British amateur photographer (1913–2009)

Jimmy Forsyth (15 August 1913 – 11 July 2009) was a British amateur photographer, who in his later life became celebrated for his portrayal of the working class communities of Tyneside and received wide recognition for this achievement prior to his death aged 95. He was equally accomplished in showcasing both the people and the environment of his chosen locality.

==Biography==
Forsyth was born on 15 August 1913 at 24 Trinity Street Barry, South Wales the son of John and Bertha Forsyth. The family had originally hailed from Garmouth in Morayshire. Forsyth was educated at High Street School Barry.

===Career===
He left school at 14 without any formal qualifications and became an apprentice fitter. After completing his apprenticeship in 1934 he found it hard to find regular work. Through 1936–37 he was in the Merchant Navy. During World War Two fitters were valued tradesmen and Forsyth came to Newcastle aged 30 in 1943. He found digs in Elswick off Scotswood Road, near the great Elswick Ordnance Factory. His war work however took him to a new ICI factory a few miles up the Tyne Valley at Prudhoe. The next few years proved complicated. Only a few days into the job at Prudhoe an industrial accident blinded him for life in one eye. He was able to work at the ICI factory until he was dismissed in 1946. His subsequent attempts at gaining paid employment proved frustrating and included a further industrial accident.

====Photography====
Forsyth's photographic career started a while before 1954. As an unemployed man he started to photograph the city surrounding him, and when he could, sold the results. That he combined an unusual ability coupled with overcoming financial and physical impairment was remarkable, although recognition of this took time. His presence in the west end of Newcastle also coincided with major social change, as terraced housing and heavy industry gave way to high-rise flats and green space. Although he had no formal training Forsyth developed a systematic approach, indexing his images and carefully identifying their subjects. Recognition started with a first exhibition in 1979 and then the Side Gallery mounting an exhibition in 1981. It accelerated with a combination of a TV documentary and a Bloodaxe Books volume Scotswood Road in 1986. Thereafter an Open University Honorary Degree and two more books prepared in his lifetime followed. As time passed Forsyth worked in both monochrome and colour.
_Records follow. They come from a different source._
//! Incremental decoder for line-framed `data: <json>` streams.
//!
//! Chunks are appended to an internal buffer and split on `\n`. Every piece
//! except the last is a complete frame; the last piece stays buffered until
//! more data arrives. Frames that start with [`DATA_PREFIX`] are parsed as one
//! JSON document each, everything else is ignored.
//!
//! The decoder never emits a partial event and never salvages an unterminated
//! trailing line: [`EventDecoder::finish`] drops whatever is still buffered.

use std::marker::PhantomData;

use serde::de::DeserializeOwned;
use thiserror::Error;
use tracing::{debug, warn};

/// Prefix that marks a meaningful frame.
pub const DATA_PREFIX: &str = "data: ";

/// Lifecycle of an [`EventDecoder`].
#[derive(Debug, Clone, Copy, PartialEq, Eq)]
pub enum DecoderState {
    /// Accepting chunks; the buffer may hold a partial line.
    Accumulating,
    /// `finish` was called; no further input is accepted.
    Closed,
}

/// Misuse of a decoder.
#[derive(Debug, Clone, PartialEq, Eq, Error)]
pub enum DecodeError {
    #[error("decoder is closed and accepts no further input")]
    Closed,
}

/// Chunk-boundary-insensitive decoder producing events of type `T`.
///
/// One instance belongs to exactly one stream. `T` defaults to
/// [`serde_json::Value`] so any JSON payload is accepted.
///
/// # Example
///
/// ```
/// use chatstream::sse::EventDecoder;
///
/// let mut decoder: EventDecoder = EventDecoder::new();
/// let first = decoder.feed_str("data: {\"type\":\"a\"}\nda").unwrap();
/// let second = decoder.feed_str("ta: {\"type\":\"b\"}\n").unwrap();
/// assert_eq!(first.len(), 1);
/// assert_eq!(second[0]["type"], "b");
/// ```
#[derive(Debug)]
pub struct EventDecoder<T = serde_json::Value> {
    /// Decoded text not yet terminated by a newline
    buffer: String,
    /// Trailing bytes of a UTF-8 sequence split across chunks
    pending_bytes: Vec<u8>,
    state: DecoderState,
    skipped_frames: usize,
    _event: PhantomData<fn() -> T>,
}

impl<T> Default for EventDecoder<T> {
    fn default() -> Self {
        Self {
            buffer: String::new(),
            pending_bytes: Vec::new(),
            state: DecoderState::Accumulating,
            skipped_frames: 0,
            _event: PhantomData,
        }
    }
}

impl<T: DeserializeOwned> EventDecoder<T> {
    /// Create a decoder in the accumulating state with an empty buffer.
    pub fn new() -> Self {
        Self::default()
    }

    /// Feed a chunk of text and return every event completed by it, in order.
    pub fn feed_str(&mut self, chunk: &str) -> Result<Vec<T>, DecodeError> {
        self.ensure_open()?;
        self.flush_pending_bytes();
        self.buffer.push_str(chunk);
        Ok(self.drain_frames())
    }

    /// Feed a chunk of raw bytes.
    ///
    /// A multi-byte character split across chunks is held back until its
    /// remaining bytes arrive. Invalid sequences decode to U+FFFD.
    pub fn feed_bytes(&mut self, chunk: &[u8]) -> Result<Vec<T>, DecodeError> {
        self.ensure_open()?;
        if self.pending_bytes.is_empty() {
            self.push_utf8(chunk);
        } else {
            let mut joined = std::mem::take(&mut self.pending_bytes);
            joined.extend_from_slice(chunk);
            self.push_utf8(&joined);
        }
        Ok(self.drain_frames())
    }

    /// Signal end of stream.
    ///
    /// Any unterminated trailing content is discarded, never parsed, so the
    /// returned vector is always empty. The decoder is closed afterwards.
    pub fn finish(&mut self) -> Result<Vec<T>, DecodeError> {
        self.ensure_open()?;
        self.state = DecoderState::Closed;

        if !self.buffer.is_empty() || !self.pending_bytes.is_empty() {
            debug!(
                dropped_chars = self.buffer.len(),
                dropped_bytes = self.pending_bytes.len(),
                "dropping unterminated trailing data at end of stream"
            );
        }
        self.buffer.clear();
        self.pending_bytes.clear();

        Ok(Vec::new())
    }
}

impl<T> EventDecoder<T> {
    /// Current lifecycle state.
    pub fn state(&self) -> DecoderState {
        self.state
    }

    /// Text currently held as a partial line.
    pub fn buffered(&self) -> &str {
        &self.buffer
    }

    /// Number of `data:` frames skipped because their payload did not decode.
    pub fn skipped_frames(&self) -> usize {
        self.skipped_frames
    }

    fn ensure_open(&self) -> Result<(), DecodeError> {
        match self.state {
            DecoderState::Accumulating => Ok(()),
            DecoderState::Closed => Err(DecodeError::Closed),
        }
    }

    fn flush_pending_bytes(&mut self) {
        if !self.pending_bytes.is_empty() {
            self.pending_bytes.clear();
            self.buffer.push(char::REPLACEMENT_CHARACTER);
        }
    }

    fn push_utf8(&mut self, mut input: &[u8]) {
        loop {
            match std::str::from_utf8(input) {
                Ok(text) => {
                    self.buffer.push_str(text);
                    return;
                }
                Err(err) => {
                    let (valid, rest) = input.split_at(err.valid_up_to());
                    self.buffer.push_str(&String::from_utf8_lossy(valid));
                    match err.error_len() {
                        Some(invalid) => {
                            self.buffer.push(char::REPLACEMENT_CHARACTER);
                            input = &rest[invalid..];
                        }
                        None => {
                            // Incomplete sequence at the end of the chunk
                            self.pending_bytes = rest.to_vec();
                            return;
                        }
                    }
                }
            }
        }
    }
}

impl<T: DeserializeOwned> EventDecoder<T> {
    fn drain_frames(&mut self) -> Vec<T> {
        let Some(last_newline) = self.buffer.rfind('\n') else {
            return Vec::new();
        };

        let remainder = self.buffer.split_off(last_newline + 1);
        let complete = std::mem::replace(&mut self.buffer, remainder);

        let mut events = Vec::new();
        for frame in complete.split_terminator('\n') {
            match decode_frame::<T>(frame) {
                Some(Ok(event)) => events.push(event),
                Some(Err(err)) => {
                    self.skipped_frames += 1;
                    warn!(error = %err, frame, "skipping event frame that failed to decode");
                }
                None => {}
            }
        }
        events
    }
}

/// Decode a single complete frame.
///
/// Returns `None` for blank frames and frames without the `data: ` prefix,
/// otherwise the result of parsing the payload.
pub fn decode_frame<T: DeserializeOwned>(frame: &str) -> Option<Result<T, serde_json::Error>> {
    if frame.trim().is_empty() {
        return None;
    }
    let payload = frame.strip_prefix(DATA_PREFIX)?;
    Some(serde_json::from_str(payload))
}

#[cfg(test)]
mod tests {
    use super::*;
    use serde_json::{json, Value};

    fn feed_all(chunks: &[&str]) -> Vec<Value> {
        let mut decoder = EventDecoder::new();
        let mut events = Vec::new();
        for chunk in chunks {
            events.extend(decoder.feed_str(chunk).unwrap());
        }
        events.extend(decoder.finish().unwrap());
        events
    }

    #[test]
    fn test_frame_split_across_chunks() {
        let events = feed_all(&["data: {\"type\":\"a\"}\nda", "ta: {\"type\":\"b\"}\n"]);
        assert_eq!(events, vec![json!({"type": "a"}), json!({"type": "b"})]);
    }

    #[test]
    fn test_malformed_json_is_skipped() {
        let mut decoder: EventDecoder = EventDecoder::new();
        let events = decoder
            .feed_str("data: not-json\ndata: {\"type\":\"c\"}\n")
            .unwrap();
        assert_eq!(events, vec![json!({"type": "c"})]);
        assert_eq!(decoder.skipped_frames(), 1);
    }

    #[test]
    fn test_unterminated_trailing_line_is_dropped() {
        let events = feed_all(&["data: {\"type\":\"d\"}"]);
        assert!(events.is_empty());
    }

    #[test]
    fn test_partial_line_stays_buffered() {
        let mut decoder: EventDecoder = EventDecoder::new();
        let events = decoder.feed_str("data: {\"type\":").unwrap();
        assert!(events.is_empty());
        assert_eq!(decoder.buffered(), "data: {\"type\":");

        let events = decoder.feed_str("\"x\"}\n").unwrap();
        assert_eq!(events, vec![json!({"type": "x"})]);
        assert_eq!(decoder.buffered(), "");
    }

    #[test]
    fn test_whitespace_and_blank_lines_ignored() {
        let events = feed_all(&["\n   \n\t\n\ndata: {\"type\":\"e\"}\n\n"]);
        assert_eq!(events, vec![json!({"type": "e"})]);
    }

    #[test]
    fn test_lines_without_prefix_ignored() {
        let events = feed_all(&[
            ": keep-alive\n",
            "event: content\n",
            "{\"type\":\"raw\"}\n",
            "data:{\"type\":\"no-space\"}\n",
            " data: {\"type\":\"indented\"}\n",
            "data: {\"type\":\"ok\"}\n",
        ]);
        assert_eq!(events, vec![json!({"type": "ok"})]);
    }

    #[test]
    fn test_carriage_return_tolerated() {
        let events = feed_all(&["data: {\"type\":\"crlf\"}\r\n"]);
        assert_eq!(events, vec![json!({"type": "crlf"})]);
    }

    #[test]
    fn test_multibyte_character_split_across_byte_chunks() {
        let line = "data: {\"type\":\"content\",\"content\":\"héllo 世界\"}\n".as_bytes();
        let split = line.iter().position(|b| *b == 0xe4).unwrap() + 1;

        let mut decoder: EventDecoder = EventDecoder::new();
        assert!(decoder.feed_bytes(&line[..split]).unwrap().is_empty());
        let events = decoder.feed_bytes(&line[split..]).unwrap();
        assert_eq!(events[0]["content"], "héllo 世界");
    }

    #[test]
    fn test_invalid_utf8_replaced() {
        let mut decoder: EventDecoder = EventDecoder::new();
        let events = decoder
            .feed_bytes(b"data: {\"content\":\"a\xffb\"}\n")
            .unwrap();
        assert_eq!(events[0]["content"], "a\u{fffd}b");
    }

    #[test]
    fn test_feed_after_finish_rejected() {
        let mut decoder: EventDecoder = EventDecoder::new();
        decoder.finish().unwrap();
        assert_eq!(decoder.state(), DecoderState::Closed);
        assert_eq!(decoder.feed_str("data: {}\n"), Err(DecodeError::Closed));
        assert_eq!(decoder.feed_bytes(b"data: {}\n"), Err(DecodeError::Closed));
        assert_eq!(decoder.finish(), Err(DecodeError::Closed));
    }

    #[test]
    fn test_finish_clears_buffer() {
        let mut decoder: EventDecoder = EventDecoder::new();
        decoder.feed_str("data: {\"type\":\"late\"}").unwrap();
        assert!(decoder.finish().unwrap().is_empty());
        assert_eq!(decoder.buffered(), "");
    }

    #[test]
    fn test_typed_decoding() {
        #[derive(Debug, serde::Deserialize, PartialEq)]
        struct Tick {
            n: u32,
        }

        let mut decoder: EventDecoder<Tick> = EventDecoder::new();
        let events = decoder
            .feed_str("data: {\"n\":1}\ndata: {\"m\":2}\ndata: {\"n\":3}\n")
            .unwrap();
        assert_eq!(events, vec![Tick { n: 1 }, Tick { n: 3 }]);
        assert_eq!(decoder.skipped_frames(), 1);
    }

    #[test]
    fn test_chat_events_keep_every_json_frame() {
        use crate::sse::{ChatEvent, ChatEventKind};

        let mut decoder: EventDecoder<ChatEvent> = EventDecoder::new();
        let events = decoder
            .feed_str(
                "data: {\"content\":\"x\"}\n\
                 data: {\"type\":\"content\",\"content\":7}\n\
                 data: not-json\n\
                 data: {\"type\":\"done\"}\n",
            )
            .unwrap();

        let kinds: Vec<ChatEventKind> = events.iter().map(ChatEvent::kind).collect();
        assert_eq!(
            kinds,
            vec![ChatEventKind::Other, ChatEventKind::Content, ChatEventKind::Done]
        );
        assert_eq!(decoder.skipped_frames(), 1);
    }

    #[test]
    fn test_decode_frame() {
        assert!(decode_frame::<Value>("").is_none());
        assert!(decode_frame::<Value>("   ").is_none());
        assert!(decode_frame::<Value>("id: 7").is_none());
        assert!(decode_frame::<Value>("data: {").unwrap().is_err());
        assert_eq!(decode_frame::<Value>("data: 42").unwrap().unwrap(), json!(42));
    }
}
His collection was safeguarded at his death and is now in public ownership in Newcastle. The work towards this end had started with Jimmy's full co-operation and a grant from Northern Arts in the early 1990s. A fourth book of his work An Innocent Eye was published in May 2013. For camera equipment he started with a Coronet Camera Company 127 "box" camera. This was followed with a Rolleiflex bought secondhand for the relatively immense sum of £20.

===Personal life===
Forsyth never married. Having moved to Tyneside he lived in a succession of digs and apartments. An early abode he called " a half brothel". From 1952 he was in a Tyneside flat at 353 Scotswood Road and this was home until the bulldozers called in 1963. The conclusion to his life from 1983 was spent in the development known as The Cedars. By the very end his last months were spent in Elswick Hall care home. Forsyth appeared in the 1988 film Stormy Monday which was set in Newcastle.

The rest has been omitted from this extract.